IDPH has cited and fined Landmark of Richton Park nursing home after a resident there died after a respiratory therapist cut sutures to a fresh tracheostomy without a physician order, leading to the loss of the airway and cardiac arrest.
A tracheostomy is a surgically-created airway. A surgeon cuts a hole, or stoma, in the front of the neck and through the trachea. A tube is then placed in the hole and allows the person to breathe through the hole. A tracheostomy is commonly used for ventilator-dependent patients to reduce complications associated with the use of a ventilator.

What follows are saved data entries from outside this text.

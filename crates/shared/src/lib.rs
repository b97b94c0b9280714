//! Shared types, errors, and configuration for Stowage.
//!
//! This crate provides common types used across all other crates:
//! - Image version specifications (resize targets)
//! - Application-wide error types
//! - Configuration management

pub mod config;
pub mod error;
pub mod types;

pub use config::{AppConfig, ServerConfig, StorageProvider, UploadConfig};
pub use error::{AppError, AppResult};
pub use types::{Dimension, VersionSpec, VersionSpecs};
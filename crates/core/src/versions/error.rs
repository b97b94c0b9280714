//! Version generation errors.

use thiserror::Error;

/// Failure of one derived version.
///
/// Variants carry plain messages so one decode failure can be reported
/// against every label.
#[derive(Debug, Clone, PartialEq, Eq, Error)]
pub enum VersionError {
    /// The spec cannot be resolved to a pixel size.
    #[error("invalid version spec: {0}")]
    InvalidSpec(String),

    /// The content type has no image codec.
    #[error("unsupported image format: {0}")]
    UnsupportedFormat(String),

    /// The original could not be decoded.
    #[error("failed to decode image: {0}")]
    Decode(String),

    /// The resized image could not be encoded.
    #[error("failed to encode image: {0}")]
    Encode(String),

    /// The version was produced but could not be stored.
    #[error("failed to store version: {0}")]
    Store(String),

    /// The upload was aborted before the version ran.
    #[error("version generation cancelled")]
    Cancelled,

    /// The resize task died.
    #[error("version task failed: {0}")]
    Task(String),
}

impl VersionError {
    /// Create an invalid spec error.
    #[must_use]
    pub fn invalid_spec(msg: impl Into<String>) -> Self {
        Self::InvalidSpec(msg.into())
    }

    /// Create a store error.
    #[must_use]
    pub fn store(msg: impl Into<String>) -> Self {
        Self::Store(msg.into())
    }
}
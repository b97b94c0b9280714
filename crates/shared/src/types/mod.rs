//! Common types used across the application.

pub mod version;

pub use version::{Dimension, VersionSpec, VersionSpecs};
//! The generic value tree produced by the tagged stream decoder.
//!
//! This is the decoder's native output: numerically keyed, untyped beyond
//! the nine wire variants. The schema labeler (in `sc2map-schema`) walks it
//! to produce a human-keyed tree; nothing in this crate assigns field names.

use std::collections::BTreeMap;

/// A decoded node of the tagged stream format.
#[derive(Debug, Clone, PartialEq, Eq)]
pub enum Value {
    /// An absent `Optional` payload.
    Null,
    /// A signed integer from `Uint8`, `Uint32`, `Uint64`, or `VarInt`.
    Integer(i64),
    /// The raw contents of a `Blob`.
    String(Vec<u8>),
    /// A `BitArray`'s bit count and its packed bytes (bit 0 of byte 0 first).
    BitArray { bit_count: usize, bytes: Vec<u8> },
    /// The elements of an `Array` or the chosen payload of a `Choice`.
    Sequence(Vec<Value>),
    /// The fields of a `Struct`, keyed by their decimal field index.
    Mapping(BTreeMap<String, Value>),
}

impl Value {
    /// Returns the integer payload, if this node is an `Integer`.
    pub fn as_integer(&self) -> Option<i64> {
        match self {
            Value::Integer(v) => Some(*v),
            _ => None,
        }
    }

    /// Returns the blob payload, if this node is a `String`.
    pub fn as_bytes(&self) -> Option<&[u8]> {
        match self {
            Value::String(v) => Some(v),
            _ => None,
        }
    }

    /// Returns the struct fields, if this node is a `Mapping`.
    pub fn as_mapping(&self) -> Option<&BTreeMap<String, Value>> {
        match self {
            Value::Mapping(m) => Some(m),
            _ => None,
        }
    }

    /// Returns the array/choice elements, if this node is a `Sequence`.
    pub fn as_sequence(&self) -> Option<&[Value]> {
        match self {
            Value::Sequence(v) => Some(v),
            _ => None,
        }
    }

    /// Looks up a struct field by its numeric index.
    pub fn field(&self, index: u64) -> Option<&Value> {
        self.as_mapping()?.get(&index.to_string())
    }
}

The tracheotomy tube actually consists of three parts. One is known as the outer cannula. The outer cannula has a neck plate flange which is stitched into place in the hole (or stoma) in the neck at the time of surgery. There is an inner cannula which fits inside the outer cannula and can be removed and cleaned. Finally, there is an obturator which is used only while the inner cannula is being placed. After it is placed, it is removed and disposed of.
Because the hole (or stoma) is a surgical wound, it must be given time to heal. Premature removal of the stitches can cause subcutaneous emphysema, or leaking of air under the soft tissues. Removal of the tube is not recommended for several days after initial placement because this can lead to rapid loss of the airway.
The resident at issue was admitted to the nursing home the day before the incident with a newly-created tracheostomy. During rounds, the wound care nurse advised the respiratory therapist that dressing wound did not look like it had been cleaned. The respiratory therapist saw that there was some dried blood in the area and decided to clean it. She asked the wound care nurse to borrow a pair of scissors so that she could cut a resident’s sutures. The wound care asked if was okay to do and the respiratory therapist said yes. She then proceeded to cut all of the sutures and clean the area.
Later that day, the alarms to the ventilator went off. The respiratory therapist went in and found that the resident was having a hard time breathing. Believing that the resident had a mucus plug (an accumulation of mucus in the airway which restricts airflow), she attempted to suction out the airway but did not get anything out and was not able to see the plus. She called for help and the rest of the staff responded. According to the respiratory therapist, the staff attempted to remove and replace the tracheostomy tube and ventilate the resident using an ambu-bag. However, there was resistance when they squeezed the bag on the ambu-bag, indicating that there was a loss of the airway. The resident began to turn blue and her face began to swell as they attempted to ventilate the resident.
Paramedics arrived, and they recorded on their report that the staff told them that the respiratory therapist had been the one to remove the tracheostomy tube. The paramedics were unable to re-establish the airway, and the resident went into cardiac arrest. She was brought to the hospital, but did not survive. When the resident arrived at the hospital, the staff noted extensive evidence of subcutaneous emphysema.
There are a number of issues with the care that this resident received. First, the sutures for the tracheostomy were removed prematurely, and done so without a physician order. Second, the tracheostomy tube was removed during the resuscitation effort. This likely contributed to the loss of the airway. It would be critical in any nursing home abuse and neglect lawsuit to determine exactly who removed the tracheostomy tube, as respiratory therapists often work for an outside company. Finally, the nurse provided the scissors to the respiratory therapist when she was likely aware that removing the sutures was inappropriate and that there was no physician order for doing so.